All that progress is real, but the company’s figures mask a fast-shifting mix within its circulation base.

The increase in the number of digital subscriptions was measured from the previous quarter — not the norm in the industry, but maybe justified given its fast growth and the intense investor and public interest in the Times’ paywall.

But circulation revenue was compared to the second quarter of 2011. This time a year ago, three months after introducing the paywall, digital subs stood at 281,000, Chairman and acting CEO Arthur Sulzberger said Thursday.

So apples to apples, the number of digital subscribers rose roughly 80 percent in a year, but that yielded just an 11 percent gain in circulation revenue for the Times and the International Herald Tribune.

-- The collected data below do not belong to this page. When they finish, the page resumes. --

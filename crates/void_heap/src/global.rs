//! Process-wide heap
//!
//! A single lazily built [`ChunkedHeap`] behind free functions, for callers
//! that want a malloc/free pair rather than a heap object. Nothing is mapped
//! until the first allocation.

use std::sync::OnceLock;

use crate::chunked::ChunkedHeap;
use crate::config::HeapConfig;
use crate::provider::DefaultProvider;
use crate::stats::HeapStats;
use crate::Allocator;

static HEAP: OnceLock<ChunkedHeap<DefaultProvider>> = OnceLock::new();

/// Build the process heap from [`HeapConfig::load`].
///
/// Returns `false` if the heap already existed; the existing heap is kept.
pub fn init() -> bool {
    init_with(HeapConfig::load())
}

/// Build the process heap from an explicit configuration
pub fn init_with(config: HeapConfig) -> bool {
    if HEAP.get().is_some() {
        return false;
    }

    let heap = match ChunkedHeap::with_config(config, DefaultProvider::default()) {
        Ok(heap) => heap,
        Err(e) => {
            log::error!("Process heap not initialized: {}", e);
            return false;
        }
    };

    // A racing initializer wins; ours has mapped nothing and is dropped
    let installed = HEAP.set(heap).is_ok();
    if installed {
        log::info!("Process heap initialized");
    }
    installed
}

/// The process heap, if initialized
pub fn heap() -> Option<&'static ChunkedHeap<DefaultProvider>> {
    HEAP.get()
}

/// Allocate from the process heap; null before `init` or on exhaustion
pub fn allocate(size: usize) -> *mut u8 {
    heap()
        .and_then(|heap| heap.allocate(size))
        .map_or(core::ptr::null_mut(), |ptr| ptr.as_ptr())
}

/// Free into the process heap; null and foreign pointers are ignored
pub fn deallocate(ptr: *mut u8) {
    if let Some(heap) = heap() {
        heap.deallocate(ptr);
    }
}

/// Counters of the process heap
pub fn stats() -> Option<HeapStats> {
    heap().map(|heap| heap.stats())
}
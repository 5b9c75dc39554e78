//! Mapped memory region - the only place raw pointers are dereferenced
//!
//! Everything above this module addresses heap metadata by byte offset.
//! Reads and writes go through raw pointers so that a user writing into a
//! block it owns never races with a Rust reference covering the same bytes.

use core::ptr::NonNull;

/// One contiguous span of backing memory handed out by a [`PageProvider`].
///
/// A region is neither `Clone` nor `Copy`: it is returned to its provider
/// exactly once through [`PageProvider::unmap`].
///
/// [`PageProvider`]: crate::provider::PageProvider
/// [`PageProvider::unmap`]: crate::provider::PageProvider::unmap
#[derive(Debug)]
pub struct Region {
    base: NonNull<u8>,
    len: usize,
}

// Safety: a region is plain memory; all access is serialized by the owning heap's mutex
unsafe impl Send for Region {}
unsafe impl Sync for Region {}

impl Region {
    /// Wrap a raw span.
    ///
    /// # Safety
    /// `base..base + len` must be valid for reads and writes for as long as the
    /// region lives, and must not be accessed through any other path except the
    /// data areas this crate hands out.
    pub unsafe fn from_raw_parts(base: NonNull<u8>, len: usize) -> Self {
        Self { base, len }
    }

    /// Base address
    #[inline]
    pub fn base(&self) -> NonNull<u8> {
        self.base
    }

    /// Length in bytes
    #[inline]
    pub fn len(&self) -> usize {
        self.len
    }

    /// Whether the region is zero-length
    #[inline]
    pub fn is_empty(&self) -> bool {
        self.len == 0
    }

    /// Translate an address into an offset, if it lies inside the region
    #[inline]
    pub fn offset_of(&self, ptr: *const u8) -> Option<usize> {
        let addr = ptr as usize;
        let start = self.base.as_ptr() as usize;
        (addr >= start && addr < start + self.len).then(|| addr - start)
    }

    /// Whether an address lies inside the region
    #[inline]
    pub fn contains(&self, ptr: *const u8) -> bool {
        self.offset_of(ptr).is_some()
    }

    /// Pointer to the byte at `offset`
    #[inline]
    pub fn ptr_at(&self, offset: usize) -> NonNull<u8> {
        assert!(offset < self.len, "offset {} outside region of {} bytes", offset, self.len);
        // Safety: in bounds of a live allocation, so non-null
        unsafe { NonNull::new_unchecked(self.base.as_ptr().add(offset)) }
    }

    #[inline]
    fn check(&self, offset: usize, width: usize) {
        assert!(
            offset.checked_add(width).is_some_and(|end| end <= self.len),
            "access of {} bytes at offset {} outside region of {} bytes",
            width,
            offset,
            self.len
        );
    }

    /// Read a little-endian u64
    #[inline]
    pub fn read_u64(&self, offset: usize) -> u64 {
        self.check(offset, 8);
        // Safety: bounds checked above
        let raw = unsafe { self.base.as_ptr().add(offset).cast::<u64>().read_unaligned() };
        u64::from_le(raw)
    }

    /// Write a little-endian u64
    #[inline]
    pub fn write_u64(&self, offset: usize, value: u64) {
        self.check(offset, 8);
        // Safety: bounds checked above
        unsafe {
            self.base
                .as_ptr()
                .add(offset)
                .cast::<u64>()
                .write_unaligned(value.to_le())
        }
    }

    /// Read a little-endian u32
    #[inline]
    pub fn read_u32(&self, offset: usize) -> u32 {
        self.check(offset, 4);
        // Safety: bounds checked above
        let raw = unsafe { self.base.as_ptr().add(offset).cast::<u32>().read_unaligned() };
        u32::from_le(raw)
    }

    /// Write a little-endian u32
    #[inline]
    pub fn write_u32(&self, offset: usize, value: u32) {
        self.check(offset, 4);
        // Safety: bounds checked above
        unsafe {
            self.base
                .as_ptr()
                .add(offset)
                .cast::<u32>()
                .write_unaligned(value.to_le())
        }
    }
}
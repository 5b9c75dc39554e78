//! ChunkList - slot storage with an index-linked list threaded through it
//!
//! Chunks get stable generational ids; list order is most recently mapped
//! first. Unlinking a chunk frees its slot for reuse.

use alloc::vec::Vec;

const NIL: u32 = u32::MAX;

/// Stable handle to a chunk
#[derive(Clone, Copy, PartialEq, Eq, Hash)]
pub struct ChunkId {
    index: u32,
    generation: u32,
}

impl ChunkId {
    #[inline]
    const fn new(index: u32, generation: u32) -> Self {
        Self { index, generation }
    }

    /// Slot index, also written into block headers as the parent tag
    #[inline]
    pub const fn index(&self) -> u32 {
        self.index
    }

    #[inline]
    pub const fn generation(&self) -> u32 {
        self.generation
    }
}

impl core::fmt::Debug for ChunkId {
    fn fmt(&self, f: &mut core::fmt::Formatter<'_>) -> core::fmt::Result {
        write!(f, "ChunkId({}v{})", self.index, self.generation)
    }
}

struct Slot<T> {
    value: Option<T>,
    generation: u32,
    prev: u32,
    next: u32,
}

/// Doubly linked chunk list over a slot vector
pub struct ChunkList<T> {
    slots: Vec<Slot<T>>,
    free_list: Vec<u32>,
    head: u32,
    len: usize,
}

impl<T> ChunkList<T> {
    pub fn new() -> Self {
        Self {
            slots: Vec::new(),
            free_list: Vec::new(),
            head: NIL,
            len: 0,
        }
    }

    /// Build a value that knows its own id and link it at the head
    pub fn push_front_with(&mut self, make: impl FnOnce(ChunkId) -> T) -> ChunkId {
        let index = match self.free_list.pop() {
            Some(index) => index,
            None => {
                self.slots.push(Slot {
                    value: None,
                    generation: 0,
                    prev: NIL,
                    next: NIL,
                });
                (self.slots.len() - 1) as u32
            }
        };

        let id = ChunkId::new(index, self.slots[index as usize].generation);
        let old_head = self.head;

        let slot = &mut self.slots[index as usize];
        slot.value = Some(make(id));
        slot.prev = NIL;
        slot.next = old_head;

        if old_head != NIL {
            self.slots[old_head as usize].prev = index;
        }
        self.head = index;
        self.len += 1;

        id
    }

    /// Remove a chunk from the list, returning its value
    pub fn unlink(&mut self, id: ChunkId) -> Option<T> {
        let slot = self.slots.get_mut(id.index as usize)?;
        if slot.generation != id.generation || slot.value.is_none() {
            return None;
        }

        let value = slot.value.take();
        let (prev, next) = (slot.prev, slot.next);
        slot.generation = slot.generation.wrapping_add(1);
        slot.prev = NIL;
        slot.next = NIL;

        if prev != NIL {
            self.slots[prev as usize].next = next;
        } else {
            self.head = next;
        }
        if next != NIL {
            self.slots[next as usize].prev = prev;
        }

        self.free_list.push(id.index);
        self.len -= 1;
        value
    }

    /// Remove and return the head chunk
    pub fn pop_front(&mut self) -> Option<T> {
        let id = self.head_id()?;
        self.unlink(id)
    }

    pub fn get(&self, id: ChunkId) -> Option<&T> {
        let slot = self.slots.get(id.index as usize)?;
        if slot.generation != id.generation {
            return None;
        }
        slot.value.as_ref()
    }

    /// Id of the most recently linked chunk
    pub fn head_id(&self) -> Option<ChunkId> {
        (self.head != NIL).then(|| ChunkId::new(self.head, self.slots[self.head as usize].generation))
    }

    /// First chunk, in list order, satisfying `pred`
    pub fn find(&self, mut pred: impl FnMut(&T) -> bool) -> Option<(ChunkId, &T)> {
        self.iter().find(|&(_, value)| pred(value))
    }

    /// Iterate in list order
    pub fn iter(&self) -> Iter<'_, T> {
        Iter {
            list: self,
            cursor: self.head,
        }
    }

    #[inline]
    pub fn len(&self) -> usize {
        self.len
    }

    #[inline]
    pub fn is_empty(&self) -> bool {
        self.len == 0
    }
}

impl<T> Default for ChunkList<T> {
    fn default() -> Self {
        Self::new()
    }
}

/// List-order iterator
pub struct Iter<'a, T> {
    list: &'a ChunkList<T>,
    cursor: u32,
}

impl<'a, T> Iterator for Iter<'a, T> {
    type Item = (ChunkId, &'a T);

    fn next(&mut self) -> Option<Self::Item> {
        while self.cursor != NIL {
            let index = self.cursor;
            let slot = &self.list.slots[index as usize];
            self.cursor = slot.next;
            if let Some(value) = slot.value.as_ref() {
                return Some((ChunkId::new(index, slot.generation), value));
            }
        }
        None
    }
}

Why the discrepancy? Some theories:

First, part of it is simple math. Even at 500,000-plus, digital subscriptions are only about half the Times’s average daily print circulation. So two-thirds of the base is not growing nearly as quickly.

Print isn’t the culprit. The overall circulation revenue figure, of course, includes print. The company said that the Times has lost some circulation (6 percent daily, 2 percent Sunday year-to-year), but that it’s been mostly covered by price increases, most recently in the single-copy price of the daily paper. So that would be close to a wash, year-to-year.

Discounted subscriptions are driving the gains. I wonder how many of those digital subscriptions have been secured at deeply discounted, introductory rates and whether they now account for a larger share than they did a year ago.

The company’s financials do not indicate this, and Times spokeswoman Eileen Murphy declined to be more specific when I posed the question directly.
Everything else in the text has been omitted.